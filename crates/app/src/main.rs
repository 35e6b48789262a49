use std::fmt;
use std::path::{Path, PathBuf};
use std::sync::Arc;

use rogaine_core::model::{GameConfig, Spot, SpotId, Station, StationEventKind, StationId};
use rogaine_core::view::View;
use services::{AppServices, Clock, ResultLeaveHandler, ResultOutcome, ResultView};

const DEFAULT_DB_URL: &str = "sqlite://rogaine.sqlite3";

#[derive(Debug)]
enum ArgsError {
    MissingCommand,
    UnknownCommand(String),
    MissingValue { flag: &'static str },
    MissingArgument { name: &'static str },
    UnknownArg(String),
    InvalidNumber { flag: &'static str, raw: String },
    InvalidDbUrl { raw: String },
    Invalid(rogaine_core::Error),
    InvalidConsentAction { raw: String },
}

impl fmt::Display for ArgsError {
    fn fmt(&self, f: &mut fmt::Formatter<'_>) -> fmt::Result {
        match self {
            ArgsError::MissingCommand => write!(f, "missing subcommand"),
            ArgsError::UnknownCommand(cmd) => write!(f, "unknown subcommand: {cmd}"),
            ArgsError::MissingValue { flag } => write!(f, "{flag} requires a value"),
            ArgsError::MissingArgument { name } => write!(f, "missing <{name}>"),
            ArgsError::UnknownArg(arg) => write!(f, "unknown argument: {arg}"),
            ArgsError::InvalidNumber { flag, raw } => write!(f, "invalid {flag} value: {raw}"),
            ArgsError::InvalidDbUrl { raw } => write!(f, "invalid --db value: {raw}"),
            ArgsError::Invalid(err) => write!(f, "{err}"),
            ArgsError::InvalidConsentAction { raw } => write!(f, "unknown consent action: {raw}"),
        }
    }
}

impl std::error::Error for ArgsError {}

fn require_value(
    args: &mut impl Iterator<Item = String>,
    flag: &'static str,
) -> Result<String, ArgsError> {
    args.next().ok_or(ArgsError::MissingValue { flag })
}

fn parse_number<T: std::str::FromStr>(flag: &'static str, raw: String) -> Result<T, ArgsError> {
    raw.trim()
        .parse()
        .map_err(|_| ArgsError::InvalidNumber { flag, raw })
}

fn parse_value<T>(raw: &str) -> Result<T, ArgsError>
where
    T: std::str::FromStr,
    T::Err: Into<rogaine_core::Error>,
{
    raw.parse().map_err(|e: T::Err| ArgsError::Invalid(e.into()))
}

fn print_usage() {
    eprintln!("Usage:");
    eprintln!("  app [--db <sqlite_url>] <command> [args]");
    eprintln!();
    eprintln!("Commands:");
    eprintln!("  import --spots <file.json> --stations <file.json>");
    eprintln!("  start --duration <min> [--checkpoints <n>]");
    eprintln!("  visit <spot>");
    eprintln!("  board <station>");
    eprintln!("  alight <station>");
    eprintln!("  finish | abandon | result");
    eprintln!("  leave [--decline] [--to <path>]");
    eprintln!("  route <path>");
    eprintln!("  consent <agree-safety|agree-terms|decline|reset>");
    eprintln!();
    eprintln!("Environment:");
    eprintln!("  ROGAINE_DB_URL, ROGAINE_ONLINE, RUST_LOG");
    eprintln!("  ROGAINE_SUBMIT_ENABLED, ROGAINE_SUBMIT_ENDPOINT_URL,");
    eprintln!("  ROGAINE_SUBMIT_TOKEN, ROGAINE_SUBMIT_TIMEOUT_SECS");
}

#[derive(Debug, Clone, Copy, PartialEq, Eq)]
enum ConsentAction {
    AgreeSafety,
    AgreeTerms,
    Decline,
    Reset,
}

impl ConsentAction {
    fn from_arg(arg: &str) -> Option<Self> {
        match arg {
            "agree-safety" => Some(Self::AgreeSafety),
            "agree-terms" => Some(Self::AgreeTerms),
            "decline" => Some(Self::Decline),
            "reset" => Some(Self::Reset),
            _ => None,
        }
    }
}

#[derive(Debug, Clone, PartialEq, Eq)]
enum Command {
    Import { spots: PathBuf, stations: PathBuf },
    Start { duration_min: u32, checkpoints: Option<usize> },
    Visit(SpotId),
    Board(StationId),
    Alight(StationId),
    Finish,
    Abandon,
    Result,
    Leave { decline: bool, to: View },
    Route(View),
    Consent(ConsentAction),
}

#[derive(Debug)]
struct Args {
    db_url: String,
    command: Command,
}

impl Args {
    fn parse(argv: impl IntoIterator<Item = String>) -> Result<Self, ArgsError> {
        let mut db_url = std::env::var("ROGAINE_DB_URL")
            .ok()
            .map_or_else(|| DEFAULT_DB_URL.into(), normalize_sqlite_url);

        // Global flags come first; the rest belongs to the subcommand.
        let mut args = argv.into_iter();
        let name = loop {
            let arg = args.next().ok_or(ArgsError::MissingCommand)?;
            match arg.as_str() {
                "--db" => db_url = parse_db_url(require_value(&mut args, "--db")?)?,
                "--help" | "-h" => {
                    print_usage();
                    std::process::exit(0);
                }
                _ => break arg,
            }
        };

        let mut positional = Vec::new();
        let mut spots = None;
        let mut stations = None;
        let mut duration_min = None;
        let mut checkpoints = None;
        let mut decline = false;
        let mut to = View::Home;
        while let Some(arg) = args.next() {
            match arg.as_str() {
                "--db" => db_url = parse_db_url(require_value(&mut args, "--db")?)?,
                "--spots" => spots = Some(PathBuf::from(require_value(&mut args, "--spots")?)),
                "--stations" => {
                    stations = Some(PathBuf::from(require_value(&mut args, "--stations")?));
                }
                "--duration" => {
                    let raw = require_value(&mut args, "--duration")?;
                    duration_min = Some(parse_number("--duration", raw)?);
                }
                "--checkpoints" => {
                    let raw = require_value(&mut args, "--checkpoints")?;
                    checkpoints = Some(parse_number("--checkpoints", raw)?);
                }
                "--decline" => decline = true,
                "--to" => to = parse_value(&require_value(&mut args, "--to")?)?,
                "--help" | "-h" => {
                    print_usage();
                    std::process::exit(0);
                }
                _ if arg.starts_with("--") => return Err(ArgsError::UnknownArg(arg)),
                _ => positional.push(arg),
            }
        }

        let mut positional = positional.into_iter();
        let mut take = |name: &'static str| {
            positional
                .next()
                .ok_or(ArgsError::MissingArgument { name })
        };

        let command = match name.as_str() {
            "import" => Command::Import {
                spots: spots.ok_or(ArgsError::MissingValue { flag: "--spots" })?,
                stations: stations.ok_or(ArgsError::MissingValue { flag: "--stations" })?,
            },
            "start" => Command::Start {
                duration_min: duration_min.ok_or(ArgsError::MissingValue { flag: "--duration" })?,
                checkpoints,
            },
            "visit" => Command::Visit(parse_value(&take("spot")?)?),
            "board" => Command::Board(parse_value(&take("station")?)?),
            "alight" => Command::Alight(parse_value(&take("station")?)?),
            "finish" => Command::Finish,
            "abandon" => Command::Abandon,
            "result" => Command::Result,
            "leave" => Command::Leave { decline, to },
            "route" => Command::Route(parse_value(&take("path")?)?),
            "consent" => {
                let raw = take("action")?;
                Command::Consent(
                    ConsentAction::from_arg(&raw)
                        .ok_or(ArgsError::InvalidConsentAction { raw })?,
                )
            }
            _ => return Err(ArgsError::UnknownCommand(name)),
        };

        if let Some(extra) = positional.next() {
            return Err(ArgsError::UnknownArg(extra));
        }
        Ok(Self { db_url, command })
    }
}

## [EXERCISE AIM]
Search the material above for the word "FromStr", then copy out each line that has it.

## [EXERCISE RESPONSE]
fn parse_number<T: std::str::FromStr>(flag: &'static str, raw: String) -> Result<T, ArgsError> {
    T: std::str::FromStr,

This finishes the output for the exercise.